Now the rectangular select has to be cleared, so that it won't be selected again as part of some other set, and the scan starts over so that it can find the next contiguous rectangular block to save.
Unfortunately, I can see the scan traverse the area that's been cleared, and the debug output shows that it still thinks the color is there. Despite the fact that I can see the area is transparent. So, I must be missing a step that tells gimp to update.
I thought I had it with the following:
pdb.gimp_edit_clear(layer)
pdb.gimp_drawable_update(layer,0,0,width,height)
gimp_edit_clear
does clear the selection in the layer I'm searching -- I see that happen -- but the gimp_drawable_update
doesn't seem to do anything, because when the loop progresses over the spot that's been cleared, it reports that the old color is still there.
What am I missing?
The problem was not with the clear, but with my understanding of what it did. I thought it erased the area reverting it to the natural color of an originally transparent area which is RGBA(0,0,0,0).
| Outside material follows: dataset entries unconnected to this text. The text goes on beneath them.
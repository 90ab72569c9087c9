//! CLI Output Formatting Module
//! Colorized terminal output for snapshots and audit logs

use chrono::{DateTime, SecondsFormat, Utc};
use colored::{ColoredString, Colorize};

use crate::engine::audit::model::{AuditLog, ChangeKind, Snapshot, SnapshotSummary};

pub struct CliFormatter;

impl CliFormatter {
    /// Print a success message
    pub fn success(message: &str) {
        println!("{} {}", "✓".green().bold(), message);
    }

    /// Print an error message
    pub fn error(message: &str) {
        eprintln!("{} {}", "✗".red().bold(), message);
    }

    pub fn info(message: &str) {
        println!("{} {}", "ℹ".blue().bold(), message);
    }

    /// Print a section header
    pub fn header(title: &str) {
        println!("\n{}", title.bright_cyan().bold());
        println!("{}", "─".repeat(title.chars().count()).bright_black());
    }

    /// Print a key-value pair
    pub fn kv(key: &str, value: &str) {
        println!("  {}: {}", key.bright_white().bold(), value);
    }

    pub fn table_header(columns: &[&str]) {
        let plain_width: usize = columns.iter().map(|c| c.len()).sum::<usize>() + 3 * columns.len().saturating_sub(1);
        let header = columns
            .iter()
            .map(|c| c.bright_white().bold().to_string())
            .collect::<Vec<_>>()
            .join(" │ ");
        println!("  {}", header);
        println!("  {}", "─".repeat(plain_width).bright_black());
    }

    pub fn table_row(values: &[&str]) {
        println!("  {}", values.join(" │ "));
    }

    /// One history line: position, snapshot id, change, time, audit log
    pub fn history_row(position: usize, summary: &SnapshotSummary) {
        println!(
            "  {:>3}. {}  {}  {}  log {}",
            position.to_string().bright_white().bold(),
            summary.id,
            pad_change(summary.change),
            format_timestamp(summary.created_at).bright_black(),
            short_id(&summary.audit_log_id.to_string())
        );
    }

    /// Snapshot metadata followed by its payload, pretty-printed
    pub fn snapshot(snapshot: &Snapshot) {
        Self::header(&format!("Snapshot {}", snapshot.id));
        Self::kv("Entity", &format!("{} {}", snapshot.entity_type, snapshot.entity_id));
        Self::kv("Change", &change_label(snapshot.change).to_string());
        Self::kv("Recorded", &format_timestamp(snapshot.created_at));
        Self::kv("Audit log", &snapshot.audit_log_id.to_string());
        Self::kv("Checksum", &snapshot.checksum);

        println!();
        for line in pretty_payload(&snapshot.payload).lines() {
            println!("  {}", line.bright_white());
        }
    }

    pub fn audit_log(audit_log: &AuditLog, snapshots: &[Snapshot]) {
        Self::header(&format!("Audit log {}", audit_log.id));
        Self::kv("Recorded", &format_timestamp(audit_log.created_at));
        Self::kv("Snapshots", &snapshots.len().to_string());
        println!();
        Self::table_header(&["Snapshot", "Change", "Entity"]);
        for snapshot in snapshots {
            let id = snapshot.id.to_string();
            let change = pad_change(snapshot.change).to_string();
            let entity = format!("{} {}", snapshot.entity_type, snapshot.entity_id);
            Self::table_row(&[id.as_str(), change.as_str(), entity.as_str()]);
        }
    }
}

pub fn change_label(change: ChangeKind) -> ColoredString {
    match change {
        ChangeKind::Created => change.as_str().green(),
        ChangeKind::Modified => change.as_str().yellow(),
        ChangeKind::Deleted => change.as_str().red(),
    }
}

fn pad_change(change: ChangeKind) -> ColoredString {
    let padded = format!("{:<8}", change.as_str());
    match change {
        ChangeKind::Created => padded.green(),
        ChangeKind::Modified => padded.yellow(),
        ChangeKind::Deleted => padded.red(),
    }
}

pub fn format_timestamp(at: DateTime<Utc>) -> String {
    at.to_rfc3339_opts(SecondsFormat::Micros, true)
}

/// First 8 characters of an id, enough to tell rows apart
pub fn short_id(id: &str) -> &str {
    id.get(..8).unwrap_or(id)
}

/// Indent a JSON payload; anything unparseable is returned unchanged
pub fn pretty_payload(payload: &str) -> String {
    serde_json::from_str::<serde_json::Value>(payload)
        .ok()
        .and_then(|value| serde_json::to_string_pretty(&value).ok())
        .unwrap_or_else(|| payload.to_string())
}
impl SnapshotStore {
    pub fn new() -> Self {
        Self
    }

    /// Insert one snapshot. Its audit log row must already exist.
    pub fn save(&self, conn: &Connection, snapshot: &Snapshot) -> Result<SnapshotId> {
        require_transaction(conn)?;

        if let Some(latest) = self.latest_created_at(conn, &snapshot.entity_type, &snapshot.entity_id)? {
            if latest >= snapshot.created_at {
                return Err(AuditError::InvalidAuditLog(format!(
                    "snapshot of {} {} at {} is not newer than {}",
                    snapshot.entity_type, snapshot.entity_id, snapshot.created_at, latest
                )));
            }
        }

        conn.execute(
            "INSERT INTO _chronicle_snapshots (id, entity_id, entity_type, change, payload, checksum, created_at, audit_log_id)
             VALUES (?1, ?2, ?3, ?4, ?5, ?6, ?7, ?8)",
            params![
                snapshot.id.to_string(),
                snapshot.entity_id,
                snapshot.entity_type,
                snapshot.change.as_str(),
                snapshot.payload,
                snapshot.checksum,
                snapshot.created_at.timestamp_micros(),
                snapshot.audit_log_id.to_string(),
            ],
        )?;

        tracing::debug!(
            snapshot_id = %snapshot.id,
            entity_type = %snapshot.entity_type,
            entity_id = %snapshot.entity_id,
            change = %snapshot.change,
            "saved snapshot"
        );
        Ok(snapshot.id)
    }

    /// Insert an audit log together with its batch of snapshots. Either all
    /// rows land or none do.
    pub fn save_audit_log(&self, conn: &Connection, audit_log: &AuditLog, snapshots: &[Snapshot]) -> Result<()> {
        require_transaction(conn)?;
        validate_batch(audit_log, snapshots)?;

        conn.execute_batch("SAVEPOINT chronicle_audit_log")?;
        match self.insert_batch(conn, audit_log, snapshots) {
            Ok(()) => {
                conn.execute_batch("RELEASE chronicle_audit_log")?;
                tracing::info!(
                    audit_log_id = %audit_log.id,
                    snapshots = snapshots.len(),
                    "recorded audit log"
                );
                Ok(())
            }
            Err(e) => {
                if let Err(cleanup) = conn.execute_batch("ROLLBACK TO chronicle_audit_log; RELEASE chronicle_audit_log") {
                    tracing::error!(
                        audit_log_id = %audit_log.id,
                        error = %cleanup,
                        "could not roll back audit log savepoint"
                    );
                }
                Err(e)
            }
        }
    }

    fn insert_batch(&self, conn: &Connection, audit_log: &AuditLog, snapshots: &[Snapshot]) -> Result<()> {
        conn.execute(
            "INSERT INTO _chronicle_audit_logs (id, created_at) VALUES (?1, ?2)",
            params![audit_log.id.to_string(), audit_log.created_at.timestamp_micros()],
        )?;
        for snapshot in snapshots {
            self.save(conn, snapshot)?;
        }
        Ok(())
    }

    pub fn get(&self, conn: &Connection, snapshot_id: SnapshotId) -> Result<Snapshot> {
        let sql = format!("SELECT {} FROM _chronicle_snapshots WHERE id = ?1", SNAPSHOT_COLUMNS);
        let snapshot = conn
            .query_row(&sql, [snapshot_id.to_string()], snapshot_from_row)
            .optional()?
            .ok_or_else(|| AuditError::SnapshotNotFound(snapshot_id.to_string()))?;
        verified(snapshot)
    }

    /// All snapshots of one entity, oldest first
    pub fn list_by_entity(&self, conn: &Connection, entity_type: &str, entity_id: &str) -> Result<Vec<Snapshot>> {
        let sql = format!(
            "SELECT {} FROM _chronicle_snapshots
             WHERE entity_type = ?1 AND entity_id = ?2
             ORDER BY created_at ASC, rowid ASC",
            SNAPSHOT_COLUMNS
        );
        let mut stmt = conn.prepare(&sql)?;
        let snapshots = stmt
            .query_map(params![entity_type, entity_id], snapshot_from_row)?
            .collect::<std::result::Result<Vec<_>, _>>()?;
        snapshots.into_iter().map(verified).collect()
    }

    /// History view without payloads, oldest first
    pub fn history(&self, conn: &Connection, entity_type: &str, entity_id: &str) -> Result<Vec<SnapshotSummary>> {
        let mut stmt = conn.prepare(
            "SELECT id, created_at, audit_log_id, change FROM _chronicle_snapshots
             WHERE entity_type = ?1 AND entity_id = ?2
             ORDER BY created_at ASC, rowid ASC",
        )?;
        let rows = stmt
            .query_map(params![entity_type, entity_id], |row| {
                Ok(SnapshotSummary {
                    id: uuid_column(row, 0)?,
                    created_at: timestamp_column(row, 1)?,
                    audit_log_id: uuid_column(row, 2)?,
                    change: change_column(row, 3)?,
                })
            })?
            .collect::<std::result::Result<Vec<_>, _>>()?;
        Ok(rows)
    }

    /// Newest snapshot strictly older than `timestamp`
    pub fn latest_before(
        &self,
        conn: &Connection,
        entity_type: &str,
        entity_id: &str,
        timestamp: DateTime<Utc>,
    ) -> Result<Option<Snapshot>> {
        let sql = format!(
            "SELECT {} FROM _chronicle_snapshots
             WHERE entity_type = ?1 AND entity_id = ?2 AND created_at < ?3
             ORDER BY created_at DESC, rowid DESC LIMIT 1",
            SNAPSHOT_COLUMNS
        );
        conn.query_row(
            &sql,
            params![entity_type, entity_id, timestamp.timestamp_micros()],
            snapshot_from_row,
        )
        .optional()?
        .map(verified)
        .transpose()
    }

    pub fn latest(&self, conn: &Connection, entity_type: &str, entity_id: &str) -> Result<Option<Snapshot>> {
        let sql = format!(
            "SELECT {} FROM _chronicle_snapshots
             WHERE entity_type = ?1 AND entity_id = ?2
             ORDER BY created_at DESC, rowid DESC LIMIT 1",
            SNAPSHOT_COLUMNS
        );
        conn.query_row(&sql, params![entity_type, entity_id], snapshot_from_row)
            .optional()?
            .map(verified)
            .transpose()
    }

    /// The snapshot recorded just before the newest one. Only those two rows
    /// are read, and only the returned one is verified.
    pub fn previous(&self, conn: &Connection, entity_type: &str, entity_id: &str) -> Result<Option<Snapshot>> {
        let sql = format!(
            "SELECT {} FROM _chronicle_snapshots
             WHERE entity_type = ?1 AND entity_id = ?2
             ORDER BY created_at DESC, rowid DESC LIMIT 2",
            SNAPSHOT_COLUMNS
        );
        let mut stmt = conn.prepare(&sql)?;
        let mut newest_two = stmt
            .query_map(params![entity_type, entity_id], snapshot_from_row)?
            .collect::<std::result::Result<Vec<_>, _>>()?;
        if newest_two.len() < 2 {
            return Ok(None);
        }
        newest_two.pop().map(verified).transpose()
    }

    /// Timestamp of the newest snapshot, without loading its payload
    pub fn latest_created_at(
        &self,
        conn: &Connection,
        entity_type: &str,
        entity_id: &str,
    ) -> Result<Option<DateTime<Utc>>> {
        let micros: Option<i64> = conn.query_row(
            "SELECT MAX(created_at) FROM _chronicle_snapshots WHERE entity_type = ?1 AND entity_id = ?2",
            params![entity_type, entity_id],
            |row| row.get(0),
        )?;
        Ok(micros.and_then(DateTime::from_timestamp_micros))
    }

    /// An audit log and its snapshots in insertion order
    pub fn get_audit_log(&self, conn: &Connection, audit_log_id: AuditLogId) -> Result<(AuditLog, Vec<Snapshot>)> {
        let audit_log = conn
            .query_row(
                "SELECT id, created_at FROM _chronicle_audit_logs WHERE id = ?1",
                [audit_log_id.to_string()],
                |row| {
                    Ok(AuditLog {
                        id: uuid_column(row, 0)?,
                        created_at: timestamp_column(row, 1)?,
                    })
                },
            )
            .optional()?
            .ok_or_else(|| AuditError::InvalidAuditLog(format!("audit log not found: {}", audit_log_id)))?;

        let sql = format!(
            "SELECT {} FROM _chronicle_snapshots WHERE audit_log_id = ?1 ORDER BY rowid ASC",
            SNAPSHOT_COLUMNS
        );
        let mut stmt = conn.prepare(&sql)?;
        let snapshots = stmt
            .query_map([audit_log_id.to_string()], snapshot_from_row)?
            .collect::<std::result::Result<Vec<_>, _>>()?
            .into_iter()
            .map(verified)
            .collect::<Result<Vec<_>>>()?;

        Ok((audit_log, snapshots))
    }

    pub fn stats(&self, conn: &Connection) -> Result<StoreStats> {
        let stats = conn.query_row(
            "SELECT
                (SELECT COUNT(*) FROM _chronicle_audit_logs),
                (SELECT COUNT(*) FROM _chronicle_snapshots),
                (SELECT COUNT(*) FROM (SELECT DISTINCT entity_type, entity_id FROM _chronicle_snapshots))",
            [],
            |row| {
                Ok(StoreStats {
                    audit_logs: row.get::<_, i64>(0)? as u64,
                    snapshots: row.get::<_, i64>(1)? as u64,
                    entities: row.get::<_, i64>(2)? as u64,
                })
            },
        )?;
        Ok(stats)
    }
}

fn require_transaction(conn: &Connection) -> Result<()> {
    if conn.is_autocommit() {
        return Err(AuditError::TransactionRequired);
    }
    Ok(())
}

fn validate_batch(audit_log: &AuditLog, snapshots: &[Snapshot]) -> Result<()> {
    if snapshots.is_empty() {
        return Err(AuditError::InvalidAuditLog(format!(
            "audit log {} has no snapshots",
            audit_log.id
        )));
    }

    let mut seen = HashSet::new();
    for snapshot in snapshots {
        if snapshot.audit_log_id != audit_log.id {
            return Err(AuditError::InvalidAuditLog(format!(
                "snapshot {} belongs to audit log {}",
                snapshot.id, snapshot.audit_log_id
            )));
        }
        if snapshot.created_at != audit_log.created_at {
            return Err(AuditError::InvalidAuditLog(format!(
                "snapshot {} time differs from its audit log",
                snapshot.id
            )));
        }
        if !seen.insert((snapshot.entity_type.as_str(), snapshot.entity_id.as_str())) {
            return Err(AuditError::InvalidAuditLog(format!(
                "{} {} appears twice in one audit log",
                snapshot.entity_type, snapshot.entity_id
            )));
        }
    }
    Ok(())
}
That's what GIMP reports when you ask for the color of a pixel in a fresh transparent layer.
'Clear' doesn't actually remove the color, it just sets the transparency to 100%. So if the original color had been "fully visible white" RGBA(1,1,1,1), it just turns it to "invisible white" RGBA(1,1,1,0).
I had misunderstood RGBA(0,0,0,0) as "transparent", when it's really "invisible black".
So, when my scan started again, it was still seeing 'white', albeit 'invisible white'. Now, instead of using 'clear', I do a fill with the background color, which I've deliberately set to "invisible black".